Peacock hesitated. “That’s not my secret, sir; ‘I am combined by a sacred vow.’ You are too much the gentleman to peep through the blanket of the dark and to ask me, who wear the whips and stripes—I mean the plush small-clothes and shoulder-knots—the secrets of another gent to whom ‘my services are bound.’”

How a man past thirty foils a man scarcely twenty! What superiority the mere fact of living-on gives to the dullest dog! I bit my lip and was silent.

“And,” pursued Mr. Peacock, “if you knew how the Mr.
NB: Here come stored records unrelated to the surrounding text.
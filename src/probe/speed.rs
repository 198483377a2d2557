//! Throughput estimate over a symmetric TCP echo exchange
//!
//! One session connects to a candidate port and repeats rounds until its
//! duration runs out: write one random payload block, then read the same
//! number of bytes back before the round deadline. Rounds are strictly
//! stop-and-wait, so the figure is capped by round-trip latency. It is a
//! cheap relative signal, not a calibrated benchmark.
//!
//! Round rules:
//! - a zero-length write or a write error ends the session (fatal)
//! - the peer closing during the read ends the session (fatal)
//! - the read deadline expiring is not fatal; partial bytes still count

use crate::defaults;
use crate::error::ProbeError;
use crate::executor::ControlSignals;
use crate::logging::ProbeLogger;
use crate::models::{Config, SpeedResult};
use rand::RngCore;
use serde::{Deserialize, Serialize};
use std::sync::Arc;
use std::time::Duration;
use tokio::io::{AsyncReadExt, AsyncWriteExt};
use tokio::net::TcpStream;
use tokio::time::{sleep_until, timeout, Instant};

/// Session parameters
#[derive(Debug, Clone, PartialEq, Eq, Serialize, Deserialize)]
pub struct SpeedSettings {
    /// Wall-clock length of the exchange loop, excluding paused time
    pub duration: Duration,
    pub chunk_size: usize,
    pub connect_timeout: Duration,
    /// Budget for one write-then-read round
    pub round_timeout: Duration,
    /// Candidate ports in priority order
    pub ports: Vec<u16>,
}

impl Default for SpeedSettings {
    fn default() -> Self {
        Self {
            duration: defaults::DEFAULT_SPEED_DURATION,
            chunk_size: defaults::DEFAULT_CHUNK_SIZE,
            connect_timeout: defaults::DEFAULT_CONNECT_TIMEOUT,
            round_timeout: defaults::DEFAULT_ROUND_TIMEOUT,
            ports: defaults::DEFAULT_SPEED_PORTS.to_vec(),
        }
    }
}

impl SpeedSettings {
    pub fn from_config(config: &Config) -> Self {
        Self {
            duration: config.speed_duration(),
            chunk_size: config.speed_chunk_size,
            connect_timeout: config.connect_timeout(),
            round_timeout: config.round_timeout(),
            ports: config.speed_ports.clone(),
        }
    }
}

/// Megabits per second. `0.0` for empty transfers or windows of 10 ms or less.
pub fn calculate_mbps(bytes: u64, elapsed: Duration) -> f64 {
    let secs = elapsed.as_secs_f64();
    if bytes == 0 || secs <= defaults::MIN_THROUGHPUT_WINDOW.as_secs_f64() {
        return 0.0;
    }
    (bytes as f64 * 8.0) / (secs * 1_000_000.0)
}

/// Opaque block for one session; only its length matters
pub fn random_payload(size: usize) -> Vec<u8> {
    let mut block = vec![0u8; size];
    rand::thread_rng().fill_bytes(&mut block);
    block
}

/// Why a session's exchange loop ended
#[derive(Debug, Clone, PartialEq, Eq, Serialize, Deserialize)]
#[serde(tag = "kind", content = "reason", rename_all = "snake_case")]
pub enum SessionEnd {
    /// Duration elapsed
    Completed,
    /// Stop requested
    Cancelled,
    Fatal(String),
}

impl SessionEnd {
    pub fn label(&self) -> &str {
        match self {
            Self::Completed => "completed",
            Self::Cancelled => "cancelled",
            Self::Fatal(reason) => reason,
        }
    }
}

/// What one connected session measured
#[derive(Debug, Clone, PartialEq, Serialize, Deserialize)]
pub struct SessionReport {
    pub port: u16,
    pub bytes_sent: u64,
    pub bytes_received: u64,
    pub rounds: u32,
    /// Rounds that got at least one byte back
    pub successful_exchanges: u32,
    pub avg_rtt_ms: Option<f64>,
    /// Exchange loop time, paused time excluded
    pub elapsed: Duration,
    pub end: SessionEnd,
    pub download_mbps: Option<f64>,
    pub upload_mbps: Option<f64>,
}

impl SessionReport {
    pub fn speed(&self) -> SpeedResult {
        SpeedResult::new(self.download_mbps, self.upload_mbps)
    }
}

#[derive(Debug, Default)]
struct SessionStats {
    bytes_sent: u64,
    bytes_received: u64,
    rounds: u32,
    successful_exchanges: u32,
    rtt_total: Duration,
    rtt_samples: u32,
}

impl SessionStats {
    fn record_round(&mut self, received: usize, rtt: Duration) {
        self.bytes_received += received as u64;
        self.rtt_total += rtt;
        self.rtt_samples += 1;
        if received > 0 {
            self.successful_exchanges += 1;
        }
    }

    fn finish(self, port: u16, end: SessionEnd, elapsed: Duration) -> SessionReport {
        let avg_rtt_ms = if self.rtt_samples > 0 {
            Some(self.rtt_total.as_secs_f64() * 1000.0 / self.rtt_samples as f64)
        } else {
            None
        };

        SessionReport {
            port,
            bytes_sent: self.bytes_sent,
            bytes_received: self.bytes_received,
            rounds: self.rounds,
            successful_exchanges: self.successful_exchanges,
            avg_rtt_ms,
            elapsed,
            end,
            download_mbps: Some(calculate_mbps(self.bytes_received, elapsed)),
            upload_mbps: Some(calculate_mbps(self.bytes_sent, elapsed)),
        }
    }
}

enum SendOutcome {
    Sent(usize),
    Cancelled(usize),
    Fatal(usize, String),
}

enum ReceiveOutcome {
    Complete(usize),
    DeadlineElapsed(usize),
    Cancelled(usize),
    Fatal(usize, String),
}

/// Runs echo sessions against one address, falling back across ports
pub struct SpeedProber {
    settings: SpeedSettings,
    logger: Arc<ProbeLogger>,
}

impl SpeedProber {
    pub fn new(settings: SpeedSettings, logger: Arc<ProbeLogger>) -> Self {
        Self { settings, logger }
    }

    pub fn settings(&self) -> &SpeedSettings {
        &self.settings
    }

    /// Try ports in order and return the first connected session's report.
    ///
    /// Once a port connects its session is the answer, even if it measured
    /// nothing. Later ports are only tried when a connect fails.
    pub async fn probe(&self, address: &str, signals: &ControlSignals) -> Result<SessionReport, ProbeError> {
        let address = address.trim();
        if address.is_empty() {
            return Err(ProbeError::MissingAddress);
        }

        let mut failures = Vec::new();
        for &port in &self.settings.ports {
            if signals.is_stopped() {
                return Err(ProbeError::Cancelled);
            }

            match self.run_session(address, port, signals).await {
                Ok(report) => {
                    self.logger.log_session(address, &report).await;
                    return Ok(report);
                }
                Err(ProbeError::Cancelled) => return Err(ProbeError::Cancelled),
                Err(error) => {
                    let detail = match error {
                        ProbeError::ConnectFailed(detail) => detail,
                        other => other.to_string(),
                    };
                    self.logger.log_connection(address, port, Some(&detail)).await;
                    failures.push(format!("{}: {}", port, detail));
                }
            }
        }

        Err(ProbeError::ConnectFailed(if failures.is_empty() {
            "no ports configured".to_string()
        } else {
            failures.join("; ")
        }))
    }

    /// Download and upload figures, `(None, None)` when no port connects
    pub async fn measure(&self, address: &str, signals: &ControlSignals) -> SpeedResult {
        self.probe(address, signals)
            .await
            .map(|report| report.speed())
            .unwrap_or_default()
    }

    /// One session on one port. Errors only when the connection never opens.
    pub async fn run_session(
        &self,
        address: &str,
        port: u16,
        signals: &ControlSignals,
    ) -> Result<SessionReport, ProbeError> {
        let payload = random_payload(self.settings.chunk_size.max(1));

        let mut stream = tokio::select! {
            biased;
            _ = signals.stopped() => return Err(ProbeError::Cancelled),
            connected = self.connect(address, port) => connected?,
        };
        self.logger.log_connection(address, port, None).await;
        let _ = stream.set_nodelay(true);

        let mut stats = SessionStats::default();
        let started = Instant::now();
        let (end, paused) = self.exchange(&mut stream, &payload, signals, &mut stats).await;
        let elapsed = started.elapsed().saturating_sub(paused);

        // Best effort on every path; the socket closes when dropped.
        let _ = stream.shutdown().await;
        drop(stream);

        Ok(stats.finish(port, end, elapsed))
    }

    async fn connect(&self, address: &str, port: u16) -> Result<TcpStream, ProbeError> {
        match timeout(self.settings.connect_timeout, TcpStream::connect((address, port))).await {
            Ok(Ok(stream)) => Ok(stream),
            Ok(Err(e)) => Err(ProbeError::ConnectFailed(e.to_string())),
            Err(_) => Err(ProbeError::ConnectFailed(format!(
                "timed out after {}s",
                self.settings.connect_timeout.as_secs_f64()
            ))),
        }
    }

    /// The round loop. Returns how it ended and the time spent paused.
    async fn exchange(
        &self,
        stream: &mut TcpStream,
        payload: &[u8],
        signals: &ControlSignals,
        stats: &mut SessionStats,
    ) -> (SessionEnd, Duration) {
        let mut deadline = Instant::now() + self.settings.duration;
        let mut paused = Duration::ZERO;
        let mut buffer = vec![0u8; payload.len()];

        let end = loop {
            if signals.is_stopped() {
                break SessionEnd::Cancelled;
            }
            if signals.is_paused() {
                let parked = signals.wait_while_paused().await;
                deadline += parked;
                paused += parked;
                continue;
            }
            if Instant::now() >= deadline {
                break SessionEnd::Completed;
            }

            let round_started = Instant::now();
            let send_deadline = round_started + self.settings.round_timeout;

            match send_block(stream, payload, send_deadline, signals).await {
                SendOutcome::Sent(sent) => stats.bytes_sent += sent as u64,
                SendOutcome::Cancelled(sent) => {
                    stats.bytes_sent += sent as u64;
                    break SessionEnd::Cancelled;
                }
                SendOutcome::Fatal(sent, reason) => {
                    stats.bytes_sent += sent as u64;
                    break SessionEnd::Fatal(reason);
                }
            }
            stats.rounds += 1;

            // The echo gets a full round timeout of its own, however long the send took.
            let receive_deadline = Instant::now() + self.settings.round_timeout;
            match receive_block(stream, &mut buffer, receive_deadline, signals).await {
                ReceiveOutcome::Complete(received) | ReceiveOutcome::DeadlineElapsed(received) => {
                    stats.record_round(received, round_started.elapsed());
                }
                ReceiveOutcome::Cancelled(received) => {
                    stats.bytes_received += received as u64;
                    break SessionEnd::Cancelled;
                }
                ReceiveOutcome::Fatal(received, reason) => {
                    stats.bytes_received += received as u64;
                    break SessionEnd::Fatal(reason);
                }
            }
        };

        (end, paused)
    }
}

/// Write the whole block before `deadline`
async fn send_block(
    stream: &mut TcpStream,
    payload: &[u8],
    deadline: Instant,
    signals: &ControlSignals,
) -> SendOutcome {
    let mut sent = 0;
    while sent < payload.len() {
        tokio::select! {
            biased;
            _ = signals.stopped() => return SendOutcome::Cancelled(sent),
            _ = sleep_until(deadline) => {
                return SendOutcome::Fatal(sent, "send stalled past the round deadline".to_string());
            }
            written = stream.write(&payload[sent..]) => match written {
                Ok(0) => return SendOutcome::Fatal(sent, "connection broken during send".to_string()),
                Ok(n) => sent += n,
                Err(e) => return SendOutcome::Fatal(sent, format!("send failed: {}", e)),
            },
        }
    }
    SendOutcome::Sent(sent)
}

/// Read up to `buffer.len()` bytes before `deadline`, keeping partial reads
async fn receive_block(
    stream: &mut TcpStream,
    buffer: &mut [u8],
    deadline: Instant,
    signals: &ControlSignals,
) -> ReceiveOutcome {
    let mut received = 0;
    while received < buffer.len() {
        if signals.is_stopped() {
            return ReceiveOutcome::Cancelled(received);
        }
        if Instant::now() >= deadline {
            return ReceiveOutcome::DeadlineElapsed(received);
        }

        tokio::select! {
            biased;
            _ = signals.stopped() => return ReceiveOutcome::Cancelled(received),
            _ = sleep_until(deadline) => return ReceiveOutcome::DeadlineElapsed(received),
            read = stream.read(&mut buffer[received..]) => match read {
                Ok(0) => return ReceiveOutcome::Fatal(received, "connection closed by peer".to_string()),
                Ok(n) => received += n,
                Err(e) => return ReceiveOutcome::Fatal(received, format!("receive failed: {}", e)),
            },
        }
    }
    ReceiveOutcome::Complete(received)
}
Vivian you inquired after loves you! When I told him, incidentally, how a young gentleman had come behind the scenes to inquire after him, he made me describe you, and then said, quite mournfully, ‘If ever I am what I hope to become, how happy I shall be to shake that kind hand once more,’—very words, sir, honor bright!

“‘I think there’s ne’er a man in Christendom
Can lesser hide his hate or love than he.’”

And if Mr. Vivian has some reason to keep himself concealed still; if his fortune or ruin depend on your not divulging his secret for a while,—I can’t think you are the man he need fear. ‘Pon my life,—

“‘I wish I was as sure of a good dinner,’

as the Swan touchingly exclaims. I dare swear that was a wish often on the Swan’s lips in the privacy of his domestic life!”

My heart was softened, not by the pathos of the much profaned and desecrated Swan, but by Mr. Peacock’s unadorned repetition of Vivian’s words. I turned my face from the sharp eyes of my companion; the cab now stopped at the foot of London Bridge.